MATERIALS PROVIDED »
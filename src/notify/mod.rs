//! Operator notification.
//!
//! The core composes subjects, bodies, and attachments; whether a send
//! ultimately lands is opaque and retrying is the transport's caller's
//! problem, not this module's. `EmailNotifier` rides SMTP via `lettre`;
//! `LogNotifier` stands in when mail is not configured.

use crate::config::EmailConfig;
use crate::models::{Direction, TradeAlert};
use async_trait::async_trait;
use lettre::message::header::ContentType;
use lettre::message::{Attachment, MultiPart, SinglePart};
use lettre::transport::smtp::authentication::Credentials;
use lettre::{Message, SmtpTransport, Transport};
use std::path::PathBuf;
use thiserror::Error;
use tracing::{info, warn};

#[derive(Debug, Error)]
pub enum NotifyError {
    #[error("message build failed: {0}")]
    Message(String),
    #[error("smtp transport failed: {0}")]
    Transport(String),
}

#[async_trait]
pub trait Notifier: Send + Sync {
    async fn send_report(
        &self,
        subject: &str,
        body: &str,
        attachments: &[PathBuf],
    ) -> Result<(), NotifyError>;

    async fn send_alerts(&self, alerts: &[TradeAlert]) -> Result<(), NotifyError>;
}

/// SMTP notifier with STARTTLS and plain-text bodies plus file attachments.
pub struct EmailNotifier {
    config: EmailConfig,
}

impl EmailNotifier {
    pub fn new(config: EmailConfig) -> Self {
        Self { config }
    }

    fn transport(&self) -> Result<SmtpTransport, NotifyError> {
        let relay = SmtpTransport::starttls_relay(&self.config.smtp_host)
            .map_err(|e| NotifyError::Transport(e.to_string()))?;
        Ok(relay
            .port(self.config.smtp_port)
            .credentials(Credentials::new(
                self.config.sender.clone(),
                self.config.password.clone(),
            ))
            .build())
    }

    fn build_message(
        &self,
        subject: &str,
        body: &str,
        attachments: &[PathBuf],
    ) -> Result<Message, NotifyError> {
        let from = self
            .config
            .sender
            .parse()
            .map_err(|e| NotifyError::Message(format!("bad sender address: {e}")))?;
        let to = self
            .config
            .recipient
            .parse()
            .map_err(|e| NotifyError::Message(format!("bad recipient address: {e}")))?;

        let mut multipart = MultiPart::mixed().singlepart(
            SinglePart::builder()
                .header(ContentType::TEXT_PLAIN)
                .body(body.to_string()),
        );

        for path in attachments {
            if !path.exists() {
                warn!(path = %path.display(), "attachment missing, skipping {}", path.display());
                continue;
            }
            let bytes = std::fs::read(path)
                .map_err(|e| NotifyError::Message(format!("cannot read attachment: {e}")))?;
            let filename = path
                .file_name()
                .map(|n| n.to_string_lossy().into_owned())
                .unwrap_or_else(|| "attachment".to_string());
            multipart = multipart.singlepart(
                Attachment::new(filename).body(bytes, ContentType::TEXT_PLAIN),
            );
        }

        Message::builder()
            .from(from)
            .to(to)
            .subject(subject)
            .multipart(multipart)
            .map_err(|e| NotifyError::Message(e.to_string()))
    }

    async fn send(&self, message: Message) -> Result<(), NotifyError> {
        let transport = self.transport()?;
        tokio::task::spawn_blocking(move || transport.send(&message))
            .await
            .map_err(|e| NotifyError::Transport(format!("send task failed: {e}")))?
            .map_err(|e| NotifyError::Transport(e.to_string()))?;
        Ok(())
    }

    /// SMTP connectivity probe backing the CLI's test-email mode.
    pub fn test_connection(&self) -> Result<(), NotifyError> {
        let transport = self.transport()?;
        match transport.test_connection() {
            Ok(true) => Ok(()),
            Ok(false) => Err(NotifyError::Transport("connection test failed".to_string())),
            Err(e) => Err(NotifyError::Transport(e.to_string())),
        }
    }
}

#[async_trait]
impl Notifier for EmailNotifier {
    async fn send_report(
        &self,
        subject: &str,
        body: &str,
        attachments: &[PathBuf],
    ) -> Result<(), NotifyError> {
        let message = self.build_message(subject, body, attachments)?;
        self.send(message).await?;
        info!(subject = %subject, "report mail sent");
        Ok(())
    }

    async fn send_alerts(&self, alerts: &[TradeAlert]) -> Result<(), NotifyError> {
        if alerts.is_empty() {
            return Ok(());
        }
        let (subject, body) = compose_alert_email(alerts);
        let message = self.build_message(&subject, &body, &[])?;
        self.send(message).await?;
        info!(alerts = alerts.len(), "alert mail sent");
        Ok(())
    }
}

/// Fallback notifier that only logs. Keeps unattended runs alive when mail
/// is not configured.
pub struct LogNotifier;

#[async_trait]
impl Notifier for LogNotifier {
    async fn send_report(
        &self,
        subject: &str,
        _body: &str,
        attachments: &[PathBuf],
    ) -> Result<(), NotifyError> {
        info!(
            subject = %subject,
            attachments = attachments.len(),
            "mail disabled, report not sent: {}",
            subject
        );
        Ok(())
    }

    async fn send_alerts(&self, alerts: &[TradeAlert]) -> Result<(), NotifyError> {
        info!(alerts = alerts.len(), "mail disabled, {} alert(s) not sent", alerts.len());
        Ok(())
    }
}

/// Compose the buy/sell alert mail the way operators read it: buys first,
/// then sells, one block per instrument.
pub fn compose_alert_email(alerts: &[TradeAlert]) -> (String, String) {
    let buys: Vec<&TradeAlert> = alerts.iter().filter(|a| a.side == Direction::Buy).collect();
    let sells: Vec<&TradeAlert> = alerts.iter().filter(|a| a.side == Direction::Sell).collect();

    let mut lines = Vec::new();
    lines.push("=".repeat(50));
    lines.push("  Intraday trade alerts".to_string());
    lines.push("=".repeat(50));
    lines.push(String::new());

    let mut push_section = |title: &str, entries: &[&TradeAlert]| {
        if entries.is_empty() {
            return;
        }
        lines.push(format!("[{title}]"));
        lines.push("-".repeat(40));
        for alert in entries {
            lines.push(format!("  {} {}", alert.instrument_id, alert.display_name));
            lines.push(format!("  price: {}", alert.price));
            lines.push(format!("  reason: {}", alert.reason));
            lines.push(format!(
                "  suggested quantity: {} shares ({})",
                alert.suggested_quantity, alert.quantity_note
            ));
            lines.push(String::new());
        }
    };
    push_section("Buy signals", &buys);
    push_section("Sell signals", &sells);

    lines.push("=".repeat(50));
    lines.push("Automated alert for reference only; not investment advice.".to_string());

    let subject = format!("[Trade alert] buy {} / sell {}", buys.len(), sells.len());
    (subject, lines.join("\n"))
}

WORK ITEM »
From the entries above, copy out every line where the string "sender" appears.

WRITTEN RESPONSE »
                self.config.sender.clone(),
            .sender
            .map_err(|e| NotifyError::Message(format!("bad sender address: {e}")))?;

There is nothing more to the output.